Contexte : Par cet arrêt rendu le 10 avril 2013, la Cour de cassation retient que le manquement par un médecin à son devoir d’information peut toujours donner lieu à une indemnisation au titre de la perte de chance d’échapper aux lésions corporelles qui se sont réalisées, mais que celle-ci ne saurait cependant s’étendre à l’entier dommage.
Litige : Le 23 mai 1995, une patiente subit une intervention combinée de la cataracte et d’un glaucome de l’œil gauche, œil atteint d’une très forte myopie. Cette intervention est suivie d’un décollement de la rétine qui a nécessité une seconde intervention quelques mois plus tard. L’apparition de complications évolutives nécessite l’éviscération de l’œil gauche le 12 mars 2002. La patiente recherche la responsabilité du chirurgien ayant réalisé l’intervention en 1995. Les juges du fond retiennent la responsabilité du médecin sur le fondement d’un manquement à son devoir d’information et le condamnent à réparer l’intégralité des dommages subis par la patiente. Le chirurgien forme un pourvoi en cassation en reprochant à la cour d’appel de Colmar de l’avoir condamné à réparer l’ensemble des préjudices de la patiente.
Solution : La première chambre civile de la Cour de cassation donne raison au chirurgien et casse l’arrêt de la cour d’appel de Colmar aux motifs que :
« Qu’en statuant ainsi, alors qu’ayant ainsi nécessairement caractérisé un lien entre la faute commise et une perte de chance pour Mme Y…d’éviter le dommage en renonçant à l’intervention, il lui appartenait de déterminer la fraction de l’indemnité devant être mise à la charge de M. X…, la cour d’appel a violé (l’article L. 1111-2 du code de la santé publique) ».
Analyse : Il est a priori surprenant que la cassation ait été ici prononcée pour violation de l’article L. 1111-2 du code de la santé publique puisque ce texte est issu de la loi du 4 mars 2002, dont les dispositions ne sont applicables qu’aux actes médicaux pratiqués à compter du 5 septembre 2001. Le dommage invoqué en l’espèce résultant d’un acte chirurgical pratiqué en 1995, l’article 1147 du code civil aurait dû être plutôt visé.

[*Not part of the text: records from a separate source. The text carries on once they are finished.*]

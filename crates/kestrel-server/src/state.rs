//! Application state shared across handlers.

use std::sync::Arc;
use std::time::Duration;

use kestrel_agent::{Agent, ThreadSession};
use kestrel_llm::{CompactionProvider, SharedProvider};
use kestrel_sandbox::{LazySandbox, SandboxManager};
use kestrel_store::SharedStore;
use kestrel_tools::ToolRegistry;
use kestrel_types::ToolDefinition;

use crate::config::ServerConfig;
use crate::error::Result;

/// Application state shared across all handlers.
#[derive(Clone)]
pub struct AppState {
    /// Model provider.
    pub provider: SharedProvider,
    /// Thread store.
    pub store: SharedStore,
    /// Base tool registry (local + MCP tools). Cloned when a per-thread
    /// registry with sandbox tools is assembled.
    pub base_tools: Arc<ToolRegistry>,
    /// Sandbox tool definitions with per-tool health budgets, registered
    /// against the thread's lazy sandbox on thread runs.
    pub sandbox_tool_defs: Arc<Vec<(ToolDefinition, Duration)>>,
    /// Sandbox lifecycle manager, when sandboxes are configured.
    pub sandbox_manager: Option<Arc<SandboxManager>>,
    /// Compaction strategy handed to every agent.
    pub compaction: Option<Arc<dyn CompactionProvider>>,
    /// Server configuration.
    pub config: Arc<ServerConfig>,
    /// Prebuilt agent for stateless (threadless) runs.
    pub agent: Arc<Agent>,
}

impl AppState {
    /// Assemble the state, prebuilding the stateless agent.
    pub fn new(
        provider: SharedProvider,
        store: SharedStore,
        base_tools: ToolRegistry,
        compaction: Option<Arc<dyn CompactionProvider>>,
        config: ServerConfig,
    ) -> Result<Self> {
        let agent = Self::build_agent(
            provider.clone(),
            base_tools.clone(),
            compaction.clone(),
            &config,
        )?;

        Ok(Self {
            provider,
            store,
            base_tools: Arc::new(base_tools),
            sandbox_tool_defs: Arc::new(Vec::new()),
            sandbox_manager: None,
            compaction,
            config: Arc::new(config),
            agent: Arc::new(agent),
        })
    }

    /// Attach a sandbox manager and the tool definitions that execute in
    /// per-thread sandboxes.
    pub fn with_sandbox(
        mut self,
        manager: Arc<SandboxManager>,
        tool_defs: Vec<(ToolDefinition, Duration)>,
    ) -> Self {
        self.sandbox_manager = Some(manager);
        self.sandbox_tool_defs = Arc::new(tool_defs);
        self
    }

    fn build_agent(
        provider: SharedProvider,
        tools: ToolRegistry,
        compaction: Option<Arc<dyn CompactionProvider>>,
        config: &ServerConfig,
    ) -> Result<Agent> {
        let mut builder = Agent::builder()
            .with_provider(provider)
            .with_tools(tools)
            .with_model(&config.default_model);
        if let Some(compaction) = compaction {
            builder = builder.with_compaction(compaction);
        }
        builder
            .build()
            .map_err(|e| crate::ServerError::Internal(e.to_string()))
    }

    /// Build a session for a thread.
    ///
    /// When sandboxes are configured this kicks off background provisioning
    /// and registers the sandbox tools against a lazy handle, so the model
    /// can stream while the sandbox comes up.
    pub fn thread_session(&self, thread_id: &str) -> Result<ThreadSession> {
        let agent = match &self.sandbox_manager {
            Some(manager) if !self.sandbox_tool_defs.is_empty() => {
                manager.ensure_background(thread_id);

                let lazy: Arc<LazySandbox> =
                    Arc::new(LazySandbox::new(thread_id, manager.clone()));
                let mut tools = (*self.base_tools).clone();
                for (definition, health_timeout) in self.sandbox_tool_defs.iter() {
                    if let Err(e) = tools.register_sandbox(
                        definition.clone(),
                        lazy.clone(),
                        *health_timeout,
                    ) {
                        tracing::warn!(
                            tool = %definition.name,
                            error = %e,
                            "failed to register sandbox tool"
                        );
                    }
                }
                Arc::new(Self::build_agent(
                    self.provider.clone(),
                    tools,
                    self.compaction.clone(),
                    &self.config,
                )?)
            }
            Some(manager) => {
                manager.ensure_background(thread_id);
                self.agent.clone()
            }
            None => self.agent.clone(),
        };

        Ok(ThreadSession::new(agent, self.store.clone(), thread_id))
    }
}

Toutefois, le visa de ce texte ne modifie en rien le contenu du principe jurisprudentiel énoncé dans l’arrêt qui était également applicable avant la réforme Kouchner (V. par ex. Cass. 1re civ., 7 déc. 2004, n° 02-10.957 : Bull. I, n° 302 ; Resp. civ. et assur. 2005, comm. 60 ; D. 2005, p. 406, obs. J. Penneau ; Cass. 1re civ., 14 juin 2005, 04-14.878) :
« Lorsque le défaut d’information sur les risques d’une intervention chirurgicale a fait perdre au patient une chance d’éviter le dommage résultant de la réalisation d’un de ces risques, en refusant définitivement ou temporairement l’intervention projetée, l’indemnité qui lui est due doit être déterminée en fonction de son état et de toutes les conséquences qui en découlent pour lui et correspondre à une fraction, souverainement évaluée, de son dommage ».
Sans doute pouvait-on se demander si le revirement de jurisprudence réalisé par l’arrêt du 3 juin 2010 (Cass. 1re civ., 3 juin 2010, n° 09-13591 : Bull. I, n° 128 ; Resp. civ. et assur. 2010, comm. 313, note S. Hocquet-Berg) n’avait pas implicitement condamné le raisonnement sur le terrain de la perte de chance en cas de défaut d’information. En effet, le défaut d’information faisant désormais naître un préjudice que le juge ne peut laisser sans réparation, l’indemnité allouée à ce titre pouvait être censée réparer toute l’atteinte qui en est découlée.
Cependant, comme le rappelle implicitement l’arrêt commenté (V. déjà en ce sens, Cass. 1re, civ., 9 févr. 2012, n° 10-25.915), le préjudice spécifique n’exclut pas celui auquel le patient peut toujours prétendre au titre de la perte de chance d’échapper aux lésions corporelles qui se sont réalisées, en renonçant à l’acte médical projeté.
En tout état de cause, la réparation de ce préjudice de perte de chance ne saurait s’étendre à l’intégralité des conséquences corporelles subies par la victime mais est nécessairement limitée à une fraction de celles-ci que la cour d’appel de renvoi sera tenue d’évaluer. En effet, comme le prescrit la Cour de cassation, les juges du fond doivent déterminer « les effets qu’aurait pu avoir une telle information quant au consentement ou au refus du patient » (Cass. 1re civ., 20 juin 2000, n° 98-23046 : Bull. I, n° 193 ; JCP G 2000, IV, 2385 ; D. 2000, somm. comm. p. 471, obs. P. Jourdain ; Defrénois 2000, p. 1121, obs. D. Mazeaud).